It doesn't seem like it has been two years since Matt Bauer moved to New York. I don't mean that the two years seem like less, I mean it feels like Matt Bauer never really left San Francisco. In truth, the past never really leaves Matt Bauer—we're just lucky enough to have shared a collective history with him. Last week we chatted in anticipation of his Thursday night gig at the Swedish American Hall opening for Adam Stephens of Two Gallants.

[audio:http://sound.hinah.com/hinahgift024/09-matt_bauer-as_she_came_out_of_the_water.mp3]
Matt Bauer - "As She Came Out of the Water" - from Hinah Session

Bay Bridged: It’s been two years since you left for New York--and now you're touring quite a bit. Does New York feel like home?

Matt Bauer: It does and it doesn't.  I love my neighborhood, Greenpoint, in Brooklyn and have lots of friends there and a big eight piece band. So music and friends, that's home to me. But I probably still feel more at home in San Francisco. I've been away from Brooklyn on and off all year so it's hard to say exactly what or where home is.

BB: How has living there affected your songwriting?

MB: I'm not sure if it has. I might not know for a while. I tend not to write about things that happened to me very recently. I try to but I think it takes me a long while before I can have perspective on something and write about it. Most of my songs end up being set in a reinvented version of places I grew up in Kentucky. Even though I lived in San Francisco for almost eight years, I don't think I wrote anything that was set there until after I moved to New York. I have this song I'm working on that is mostly set on Valencia Street and nearby. I have been trying to get these Maria Louisa pastries from the Jocelyn Bakery into a song for probably four years and I think I finally did it.

BB: You told me once that you don't like to fly and that you take trains when you tour in the US. How did you get to Europe last winter?

MB: I flew. I mean seriously, I did look into taking a boat and it's insanely expensive. That's how much I don't like to fly. It's not like I find it annoying or something, it’s that I am certain I will die. I have my brother Christian on call so he can talk me onto the plane. I don't mean to be saying this in a weird confessional way. I guess it's that when I talk to someone else who has the same fear, it's comforting to me. I think it's incredibly helpful to have a close friend to talk with to help calm you down--plus valium and liquor.

BB: Describe what that tour was like. Did you have a favorite show or city?

MB: It was insane.

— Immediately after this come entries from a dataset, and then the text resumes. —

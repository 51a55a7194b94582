//! Request envelopes for the body-driven operations.
//!
//! Bodies arrive as schema-less JSON. Each operation has an explicit
//! `from_body` validator that checks required fields and converts the dynamic
//! value into a typed struct; handlers never touch raw JSON after that point.

use axum::extract::rejection::JsonRejection;
use axum::Json;
use bson::Document;
use serde_json::{Map, Value};

use crate::types::error::AppError;
use crate::types::extjson;

/// Unwrap the JSON body extractor, mapping malformed JSON to a 400.
pub fn require_body(payload: Result<Json<Value>, JsonRejection>) -> Result<Value, AppError> {
    let Json(body) = payload.map_err(|e| AppError::BadRequest(format!("Invalid JSON body: {}", e)))?;
    Ok(body)
}

#[derive(Debug)]
pub struct QueryRequest {
    pub database: String,
    pub collection: String,
    pub filter: Document,
    pub projection: Option<Document>,
    pub sort: Option<Document>,
    pub limit: i64,
    pub skip: u64,
}

impl QueryRequest {
    pub fn from_body(body: Value) -> Result<Self, AppError> {
        let mut map = body_object(body)?;
        Ok(Self {
            database: take_required_str(&mut map, "database")?,
            collection: take_required_str(&mut map, "collection")?,
            filter: take_document_or_default(&mut map, "filter")?,
            projection: take_optional_document(&mut map, "projection")?,
            sort: take_optional_document(&mut map, "sort")?,
            limit: take_integer_or_default(&map, "limit", 100)?,
            skip: take_integer_or_default(&map, "skip", 0)? as u64,
        })
    }
}

#[derive(Debug)]
pub struct AggregateRequest {
    pub database: String,
    pub collection: String,
    pub pipeline: Vec<Document>,
}

impl AggregateRequest {
    pub fn from_body(body: Value) -> Result<Self, AppError> {
        let mut map = body_object(body)?;
        let database = take_required_str(&mut map, "database")?;
        let collection = take_required_str(&mut map, "collection")?;
        let pipeline = match map.remove("pipeline") {
            Some(Value::Array(stages)) => extjson::json_to_documents(stages)?,
            Some(_) => {
                return Err(AppError::BadRequest(
                    "pipeline must be an array of stage objects".to_string(),
                ))
            }
            None => {
                return Err(AppError::BadRequest(
                    "database, collection, and pipeline are required".to_string(),
                ))
            }
        };
        Ok(Self {
            database,
            collection,
            pipeline,
        })
    }
}

#[derive(Debug)]
pub struct InsertRequest {
    pub database: String,
    pub collection: String,
    pub documents: Vec<Document>,
    pub ordered: bool,
}

impl InsertRequest {
    pub fn from_body(body: Value) -> Result<Self, AppError> {
        let mut map = body_object(body)?;
        let database = take_required_str(&mut map, "database")?;
        let collection = take_required_str(&mut map, "collection")?;
        let ordered = take_bool_or_default(&map, "ordered", true)?;

        // A single object is normalized to a one-element list.
        let documents = match map.remove("documents") {
            Some(obj @ Value::Object(_)) => vec![extjson::json_to_document(obj)?],
            Some(Value::Array(items)) if !items.is_empty() => extjson::json_to_documents(items)?,
            Some(Value::Array(_)) | None => {
                return Err(AppError::BadRequest(
                    "database, collection, and documents are required".to_string(),
                ))
            }
            Some(_) => {
                return Err(AppError::BadRequest(
                    "documents must be an object or an array of objects".to_string(),
                ))
            }
        };

        Ok(Self {
            database,
            collection,
            documents,
            ordered,
        })
    }
}

#[derive(Debug)]
pub struct UpdateRequest {
    pub database: String,
    pub collection: String,
    pub filter: Document,
    pub update: Document,
    pub many: bool,
    pub upsert: bool,
}

impl UpdateRequest {
    pub fn from_body(body: Value) -> Result<Self, AppError> {
        let mut map = body_object(body)?;
        let database = take_required_str(&mut map, "database")?;
        let collection = take_required_str(&mut map, "collection")?;
        let filter = take_document_or_default(&mut map, "filter")?;
        let update = match map.remove("update") {
            Some(value) => extjson::json_to_document(value)?,
            None => {
                return Err(AppError::BadRequest(
                    "database, collection, and update are required".to_string(),
                ))
            }
        };
        Ok(Self {
            database,
            collection,
            filter,
            update,
            many: take_bool_or_default(&map, "many", false)?,
            upsert: take_bool_or_default(&map, "upsert", false)?,
        })
    }
}

#[derive(Debug)]
pub struct DeleteRequest {
    pub database: String,
    pub collection: String,
    pub filter: Document,
    pub many: bool,
}

impl DeleteRequest {
    pub fn from_body(body: Value) -> Result<Self, AppError> {
        let mut map = body_object(body)?;
        Ok(Self {
            database: take_required_str(&mut map, "database")?,
            collection: take_required_str(&mut map, "collection")?,
            filter: take_document_or_default(&mut map, "filter")?,
            many: take_bool_or_default(&map, "many", false)?,
        })
    }
}

#[derive(Debug)]
pub struct CommandRequest {
    pub database: String,
    pub command: Document,
}

impl CommandRequest {
    pub fn from_body(body: Value) -> Result<Self, AppError> {
        let mut map = body_object(body)?;
        let database = match map.remove("database") {
            Some(Value::String(s)) if !s.is_empty() => s,
            Some(Value::String(_)) | None => "admin".to_string(),
            Some(_) => return Err(AppError::BadRequest("database must be a string".to_string())),
        };
        let command = match map.remove("command") {
            Some(value) => extjson::json_to_document(value)?,
            None => return Err(AppError::BadRequest("command is required".to_string())),
        };
        Ok(Self { database, command })
    }
}

#[derive(Debug)]
pub struct SampleRequest {
    pub database: String,
    pub collection: String,
    pub size: i64,
}

impl SampleRequest {
    pub fn from_body(body: Value) -> Result<Self, AppError> {
        let mut map = body_object(body)?;
        Ok(Self {
            database: take_required_str(&mut map, "database")?,
            collection: take_required_str(&mut map, "collection")?,
            size: take_integer_or_default(&map, "size", 5)?,
        })
    }
}

fn body_object(body: Value) -> Result<Map<String, Value>, AppError> {
    match body {
        Value::Object(map) => Ok(map),
        Value::Null => Err(AppError::BadRequest("Request body required".to_string())),
        _ => Err(AppError::BadRequest(
            "Request body must be a JSON object".to_string(),
        )),
    }
}

fn take_required_str(map: &mut Map<String, Value>, key: &str) -> Result<String, AppError> {
    match map.remove(key) {
        Some(Value::String(s)) if !s.is_empty() => Ok(s),
        _ => Err(AppError::BadRequest(
            "database and collection are required".to_string(),
        )),
    }
}

fn take_document_or_default(map: &mut Map<String, Value>, key: &str) -> Result<Document, AppError> {
    match map.remove(key) {
        Some(Value::Null) | None => Ok(Document::new()),
        Some(value) => extjson::json_to_document(value),
    }
}

fn take_optional_document(
    map: &mut Map<String, Value>,
    key: &str,
) -> Result<Option<Document>, AppError> {
    match map.remove(key) {
        Some(Value::Null) | None => Ok(None),
        Some(value) => Ok(Some(extjson::json_to_document(value)?)),
    }
}

fn take_integer_or_default(
    map: &Map<String, Value>,
    key: &str,
    default: i64,
) -> Result<i64, AppError> {
    match map.get(key) {
        None | Some(Value::Null) => Ok(default),
        Some(value) => value
            .as_i64()
            .filter(|n| *n >= 0)
            .ok_or_else(|| AppError::BadRequest(format!("{} must be a non-negative integer", key))),
    }
}

fn take_bool_or_default(map: &Map<String, Value>, key: &str, default: bool) -> Result<bool, AppError> {
    match map.get(key) {
        None | Some(Value::Null) => Ok(default),
        Some(Value::Bool(b)) => Ok(*b),
        Some(_) => Err(AppError::BadRequest(format!("{} must be a boolean", key))),
    }
}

I haven't experienced anything like it--a thousand people singing along to the chorus of a song, the venue cooking dinner for you. It was like some bizarre parallel universe.

Probably my favorite thing was being able to really spend time with Mariee [Sioux] and Alela [Diane] and her dad Tom. We are all spread out around the country and we got to see each other fairly often as we crossed paths touring.

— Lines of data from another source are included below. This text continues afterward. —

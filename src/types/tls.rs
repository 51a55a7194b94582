use std::fs::File;
use std::io::{BufReader, Error as IoError};
use std::sync::Arc;
use rustls_pemfile::{certs, pkcs8_private_keys};
use tokio_rustls::rustls::ServerConfig;

pub struct TlsConfig {
    pub cert_path: String,
    pub key_path: String,
}

impl TlsConfig {
    pub fn new(cert_path: &str, key_path: &str) -> Self {
        Self {
            cert_path: cert_path.to_string(),
            key_path: key_path.to_string(),
        }
    }

    pub fn build_server_config(&self) -> Result<Arc<ServerConfig>, IoError> {
        let cert_file = File::open(&self.cert_path).map_err(|e| {
            IoError::new(e.kind(), format!("cannot open certificate {}: {}", self.cert_path, e))
        })?;
        let key_file = File::open(&self.key_path).map_err(|e| {
            IoError::new(e.kind(), format!("cannot open private key {}: {}", self.key_path, e))
        })?;

        let mut cert_reader = BufReader::new(cert_file);
        let mut key_reader = BufReader::new(key_file);

        let cert_chain = certs(&mut cert_reader).collect::<Result<Vec<_>, _>>()?;

        let mut keys = pkcs8_private_keys(&mut key_reader).collect::<Result<Vec<_>, _>>()?;

        if keys.is_empty() {
            return Err(IoError::new(
                std::io::ErrorKind::InvalidInput,
                "No private keys found",
            ));
        }

        let key = keys.remove(0);

        let mut config = ServerConfig::builder()
            .with_no_client_auth()
            .with_single_cert(cert_chain, key.into())
            .map_err(|e| IoError::new(std::io::ErrorKind::InvalidInput, e.to_string()))?;

        config.alpn_protocols = vec![b"h2".to_vec(), b"http/1.1".to_vec()];

        Ok(Arc::new(config))
    }
}

#[cfg(test)]
mod tests {
    use super::*;

    #[test]
    fn test_missing_cert_file_fails() {
        let config = TlsConfig::new("/nonexistent/cert.pem", "/nonexistent/key.pem");
        let err = config.build_server_config().unwrap_err();
        assert!(err.to_string().contains("cert.pem"));
    }
}
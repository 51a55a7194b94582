use axum::{http::StatusCode, Json};
use crate::types::responses::{HealthResponse, ServiceInfo};

/// Service banner. Exempt from authentication and does no database work.
pub async fn index() -> (StatusCode, Json<ServiceInfo>) {
    (
        StatusCode::OK,
        Json(ServiceInfo {
            service: "MongoDB HTTP Bridge".to_string(),
            status: "running".to_string(),
            auth_required: true,
            endpoints: vec![
                "GET  /databases".to_string(),
                "GET  /databases/<db>/collections".to_string(),
                "POST /query".to_string(),
                "POST /aggregate".to_string(),
                "POST /insert".to_string(),
                "POST /update".to_string(),
                "POST /delete".to_string(),
                "POST /command".to_string(),
                "POST /sample".to_string(),
                "GET  /collection/<db>/<collection>/count".to_string(),
                "GET  /collection/<db>/<collection>/indexes".to_string(),
            ],
        }),
    )
}

pub async fn health_check() -> (StatusCode, Json<HealthResponse>) {
    (
        StatusCode::OK,
        Json(HealthResponse {
            status: "healthy".to_string(),
            version: env!("CARGO_PKG_VERSION").to_string(),
        }),
    )
}
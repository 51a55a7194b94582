use base64::Engine;
use rand::RngCore;
use sha2::{Digest, Sha256};

/// Shared-secret credential required on every non-health-check request.
///
/// Only the SHA-256 digest of the key is held after construction, and
/// presented keys are compared digest-to-digest so comparison time does not
/// depend on how much of the secret an attacker has guessed.
pub struct ApiKey {
    digest: [u8; 32],
}

impl ApiKey {
    pub fn new(secret: &str) -> Self {
        Self {
            digest: Sha256::digest(secret.as_bytes()).into(),
        }
    }

    /// Read the key from `API_KEY`, or generate a random one and surface it
    /// once in the startup log. The bridge never runs without a credential.
    pub fn from_env_or_generate() -> Self {
        match std::env::var("API_KEY") {
            Ok(secret) if !secret.is_empty() => Self::new(&secret),
            _ => {
                let secret = Self::generate();
                tracing::warn!(
                    "No API_KEY environment variable set! Generated temporary API key: {}",
                    secret
                );
                tracing::warn!("Set API_KEY=\"{}\" in your environment for persistence", secret);
                Self::new(&secret)
            }
        }
    }

    /// Generate a 32-byte random key, URL-safe base64 encoded.
    pub fn generate() -> String {
        let mut bytes = [0u8; 32];
        rand::thread_rng().fill_bytes(&mut bytes);
        base64::engine::general_purpose::URL_SAFE_NO_PAD.encode(bytes)
    }

    pub fn verify(&self, presented: &str) -> bool {
        let presented: [u8; 32] = Sha256::digest(presented.as_bytes()).into();
        presented == self.digest
    }
}

#[cfg(test)]
mod tests {
    use super::*;

    #[test]
    fn test_verify_accepts_matching_key() {
        let key = ApiKey::new("my-secret-key");
        assert!(key.verify("my-secret-key"));
    }

    #[test]
    fn test_verify_rejects_wrong_key() {
        let key = ApiKey::new("my-secret-key");
        assert!(!key.verify("my-secret-kez"));
        assert!(!key.verify(""));
        assert!(!key.verify("my-secret-key "));
    }

    #[test]
    fn test_generate_is_unique_and_urlsafe() {
        let a = ApiKey::generate();
        let b = ApiKey::generate();
        assert_ne!(a, b);
        // 32 bytes -> 43 base64 chars without padding
        assert_eq!(a.len(), 43);
        assert!(a.chars().all(|c| c.is_ascii_alphanumeric() || c == '-' || c == '_'));
    }

    #[test]
    fn test_generated_key_verifies() {
        let secret = ApiKey::generate();
        let key = ApiKey::new(&secret);
        assert!(key.verify(&secret));
    }
}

BB: The new album [The Island Moved In The Storm] is fantastic. The word that comes to mind is "breathy" because of all the horns and "breathing" instruments, including voice. It is almost a meditation on breath, or an affirmation of the life process, which of course includes loss and death. How did you become interested in the story of the "Tent Girl"?

MB: My initial interest in the story of the Tent Girl (her real name is Barbara Anne Hackman Taylor) was in the mystery and strangeness – a young woman found dead whose identity was unknown for 30 years. But the reason it has stayed with me is that she was found near where I grew up and was last seen, according to some reports, in my home town. I guess I can really picture the places she last lived, the last places she saw.  When I would try to write about my own experiences growing up in those places, I would write about this character that was part me and part her. In the one picture of her that I can find she is just so happy with this amazing smile. I guess I can't fully explain why her story has stayed with me.

BB: What were some of the things about growing up in Kentucky that shaped your music?

MB: The quiet and the amount of time alone. When I was little we lived at the edge of the woods in Eastern Kentucky. I'd spend endless hours wandering through the woods climbing trees, catching salamanders and crayfish in the creeks. The place that I named the album after, a bend in the Triplett Creek is a place I spent an enormous amount of time and a lot of my songs are set there. That's where I re-imagine the Tent Girl being found in "As She Came Out of the Water” and "Are You the One?" Older songs like "Water Moccasin" are set there.  So I think the quiet, or the quiet those places gave me in my mind. They are both very calming for me, but almost overwhelming in their beauty.

BB: Do you have a steady band now or do you approach each show with different ideas of who will be playing with you?

MB: When everyone is available there are eight of us but we rearrange the songs depending on who is around. I'm touring right now with Jay and Alex Foot on upright bass and electric guitar. They are amazing players and great listeners. The trio makes the songs new to me all over again.

BB: What have you been listening to lately?

MB: Jolie Holland's new record is killing me. Human Bell out of Baltimore is probably my favorite thing lately. The new Death Vessel. Lots of Gamelan music, my friend Dana Falconberry's new record, Lavender Diamond, Bat for Lashes. I've been revisiting a lot of old Frank Black records and loving them. Sometimes I go a long time without listening to much but lately there's a lot I'm excited about.